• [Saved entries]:
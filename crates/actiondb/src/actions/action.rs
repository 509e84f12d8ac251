//! The closed set of actions a recognized stroke can trigger

use log::error;
use serde::{Deserialize, Serialize};

use super::{ButtonInfo, Effects, Modifiers};

/// Run a shell command
#[derive(Debug, Clone, PartialEq, Eq, Serialize, Deserialize)]
pub struct Command {
    pub cmd: String,
}

/// Synthesize a key event with modifiers held
#[derive(Debug, Clone, PartialEq, Eq, Serialize, Deserialize)]
pub struct SendKey {
    pub mods: Modifiers,
    /// Keysym of the key to send
    pub key: u32,
    /// Hardware keycode the keysym was captured from
    pub code: u32,
    /// Send through the test extension instead of a regular event
    pub xtest: bool,
}

impl SendKey {
    /// Display text, e.g. `Ctrl+T`
    ///
    /// Latin-1 keysyms coincide with their code points and are shown as the
    /// character; anything else is shown in hex.
    pub fn label(&self) -> String {
        let key = match char::from_u32(self.key) {
            Some(c) if self.key < 0x100 && c.is_ascii_graphic() => c.to_ascii_uppercase().to_string(),
            Some(c) if self.key < 0x100 && !c.is_control() && c != ' ' => c.to_string(),
            _ if self.key == 0x20 => "Space".to_string(),
            _ => format!("0x{:x}", self.key),
        };
        format!("{}{}", self.mods.label(), key)
    }
}

/// Scroll while the modifiers are held
#[derive(Debug, Clone, PartialEq, Eq, Serialize, Deserialize)]
pub struct Scroll {
    pub mods: Modifiers,
}

/// Recognize the stroke but deliberately do nothing
#[derive(Debug, Clone, PartialEq, Eq, Serialize, Deserialize)]
pub struct Ignore {
    pub mods: Modifiers,
}

/// Synthesize a pointer button click
#[derive(Debug, Clone, PartialEq, Eq, Serialize, Deserialize)]
pub struct Button {
    pub mods: Modifiers,
    pub button: u32,
}

impl Button {
    pub fn button_info(&self) -> ButtonInfo {
        ButtonInfo::new(self.button, self.mods)
    }

    pub fn label(&self) -> String {
        self.button_info().label()
    }
}

/// An action bound to a stroke
///
/// Every variant except [`Action::Command`] carries a modifier set.
#[derive(Debug, Clone, PartialEq, Eq, Serialize, Deserialize)]
#[serde(tag = "type", rename_all = "snake_case")]
pub enum Action {
    Command(Command),
    SendKey(SendKey),
    Scroll(Scroll),
    Ignore(Ignore),
    Button(Button),
}

impl Action {
    pub fn command(cmd: impl Into<String>) -> Self {
        Action::Command(Command { cmd: cmd.into() })
    }

    pub fn send_key(mods: Modifiers, key: u32, code: u32, xtest: bool) -> Self {
        Action::SendKey(SendKey {
            mods,
            key,
            code,
            xtest,
        })
    }

    pub fn scroll(mods: Modifiers) -> Self {
        Action::Scroll(Scroll { mods })
    }

    pub fn ignore(mods: Modifiers) -> Self {
        Action::Ignore(Ignore { mods })
    }

    pub fn button(mods: Modifiers, button: u32) -> Self {
        Action::Button(Button { mods, button })
    }

    /// Execute the action.
    ///
    /// Returns whether execution was attempted, not whether it succeeded:
    /// a spawned command that later fails still counts. An empty command is
    /// a placeholder and returns `false` without spawning anything.
    pub fn run(&self, fx: &mut dyn Effects) -> bool {
        match self {
            Action::Command(c) => {
                if c.cmd.is_empty() {
                    return false;
                }
                if let Err(e) = fx.spawn_shell(&c.cmd) {
                    error!("Can't execute command {}: {}", c.cmd, e);
                }
                true
            }
            Action::SendKey(k) => fx.send_key(k),
            Action::Scroll(s) => fx.scroll(s.mods),
            Action::Ignore(_) => true,
            Action::Button(b) => fx.press_button(&b.button_info()),
        }
    }

    /// Short human-readable description of what the action does
    pub fn describe(&self) -> String {
        match self {
            Action::Command(c) => c.cmd.clone(),
            Action::SendKey(k) => k.label(),
            Action::Scroll(s) => format!("{}Scroll", s.mods.label()),
            Action::Ignore(i) => format!("{}Ignore", i.mods.label()),
            Action::Button(b) => b.label(),
        }
    }

    /// Variant name
    pub fn kind(&self) -> &'static str {
        match self {
            Action::Command(_) => "Command",
            Action::SendKey(_) => "Key",
            Action::Scroll(_) => "Scroll",
            Action::Ignore(_) => "Ignore",
            Action::Button(_) => "Button",
        }
    }

    /// Modifier set for the modifier-carrying variants, `None` for commands
    pub fn modifiers(&self) -> Option<Modifiers> {
        match self {
            Action::Command(_) => None,
            Action::SendKey(k) => Some(k.mods),
            Action::Scroll(s) => Some(s.mods),
            Action::Ignore(i) => Some(i.mods),
            Action::Button(b) => Some(b.mods),
        }
    }
}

• [What you need to do]: Exactly as they stand, repeat all the records.

• [Solution to this problem]:
filename crates/actiondb/src/actions/action.rs
repository 509e84f12d8ac251
//! The closed set of actions a recognized stroke can trigger

use log::error;
use serde::{Deserialize, Serialize};

use super::{ButtonInfo, Effects, Modifiers};

/// Run a shell command
#[derive(Debug, Clone, PartialEq, Eq, Serialize, Deserialize)]
pub struct Command {
    pub cmd: String,
}

/// Synthesize a key event with modifiers held
#[derive(Debug, Clone, PartialEq, Eq, Serialize, Deserialize)]
pub struct SendKey {
    pub mods: Modifiers,
    /// Keysym of the key to send
    pub key: u32,
    /// Hardware keycode the keysym was captured from
    pub code: u32,
    /// Send through the test extension instead of a regular event
    pub xtest: bool,
}

impl SendKey {
    /// Display text, e.g. `Ctrl+T`
    ///
    /// Latin-1 keysyms coincide with their code points and are shown as the
    /// character; anything else is shown in hex.
    pub fn label(&self) -> String {
        let key = match char::from_u32(self.key) {
            Some(c) if self.key < 0x100 && c.is_ascii_graphic() => c.to_ascii_uppercase().to_string(),
            Some(c) if self.key < 0x100 && !c.is_control() && c != ' ' => c.to_string(),
            _ if self.key == 0x20 => "Space".to_string(),
            _ => format!("0x{:x}", self.key),
        };
        format!("{}{}", self.mods.label(), key)
    }
}

/// Scroll while the modifiers are held
#[derive(Debug, Clone, PartialEq, Eq, Serialize, Deserialize)]
pub struct Scroll {
    pub mods: Modifiers,
}

/// Recognize the stroke but deliberately do nothing
#[derive(Debug, Clone, PartialEq, Eq, Serialize, Deserialize)]
pub struct Ignore {
    pub mods: Modifiers,
}

/// Synthesize a pointer button click
#[derive(Debug, Clone, PartialEq, Eq, Serialize, Deserialize)]
pub struct Button {
    pub mods: Modifiers,
    pub button: u32,
}

impl Button {
    pub fn button_info(&self) -> ButtonInfo {
        ButtonInfo::new(self.button, self.mods)
    }

    pub fn label(&self) -> String {
        self.button_info().label()
    }
}

/// An action bound to a stroke
///
/// Every variant except [`Action::Command`] carries a modifier set.
#[derive(Debug, Clone, PartialEq, Eq, Serialize, Deserialize)]
#[serde(tag = "type", rename_all = "snake_case")]
pub enum Action {
    Command(Command),
    SendKey(SendKey),
    Scroll(Scroll),
    Ignore(Ignore),
    Button(Button),
}

impl Action {
    pub fn command(cmd: impl Into<String>) -> Self {
        Action::Command(Command { cmd: cmd.into() })
    }

    pub fn send_key(mods: Modifiers, key: u32, code: u32, xtest: bool) -> Self {
        Action::SendKey(SendKey {
            mods,
            key,
            code,
            xtest,
        })
    }

    pub fn scroll(mods: Modifiers) -> Self {
        Action::Scroll(Scroll { mods })
    }

    pub fn ignore(mods: Modifiers) -> Self {
        Action::Ignore(Ignore { mods })
    }

    pub fn button(mods: Modifiers, button: u32) -> Self {
        Action::Button(Button { mods, button })
    }

    /// Execute the action.
    ///
    /// Returns whether execution was attempted, not whether it succeeded:
    /// a spawned command that later fails still counts. An empty command is
    /// a placeholder and returns `false` without spawning anything.
    pub fn run(&self, fx: &mut dyn Effects) -> bool {
        match self {
            Action::Command(c) => {
                if c.cmd.is_empty() {
                    return false;
                }
                if let Err(e) = fx.spawn_shell(&c.cmd) {
                    error!("Can't execute command {}: {}", c.cmd, e);
                }
                true
            }
            Action::SendKey(k) => fx.send_key(k),
            Action::Scroll(s) => fx.scroll(s.mods),
            Action::Ignore(_) => true,
            Action::Button(b) => fx.press_button(&b.button_info()),
        }
    }

    /// Short human-readable description of what the action does
    pub fn describe(&self) -> String {
        match self {
            Action::Command(c) => c.cmd.clone(),
            Action::SendKey(k) => k.label(),
            Action::Scroll(s) => format!("{}Scroll", s.mods.label()),
            Action::Ignore(i) => format!("{}Ignore", i.mods.label()),
            Action::Button(b) => b.label(),
        }
    }

    /// Variant name
    pub fn kind(&self) -> &'static str {
        match self {
            Action::Command(_) => "Command",
            Action::SendKey(_) => "Key",
            Action::Scroll(_) => "Scroll",
            Action::Ignore(_) => "Ignore",
            Action::Button(_) => "Button",
        }
    }

    /// Modifier set for the modifier-carrying variants, `None` for commands
    pub fn modifiers(&self) -> Option<Modifiers> {
        match self {
            Action::Command(_) => None,
            Action::SendKey(k) => Some(k.mods),
            Action::Scroll(s) => Some(s.mods),
            Action::Ignore(i) => Some(i.mods),
            Action::Button(b) => Some(b.mods),
        }
    }
}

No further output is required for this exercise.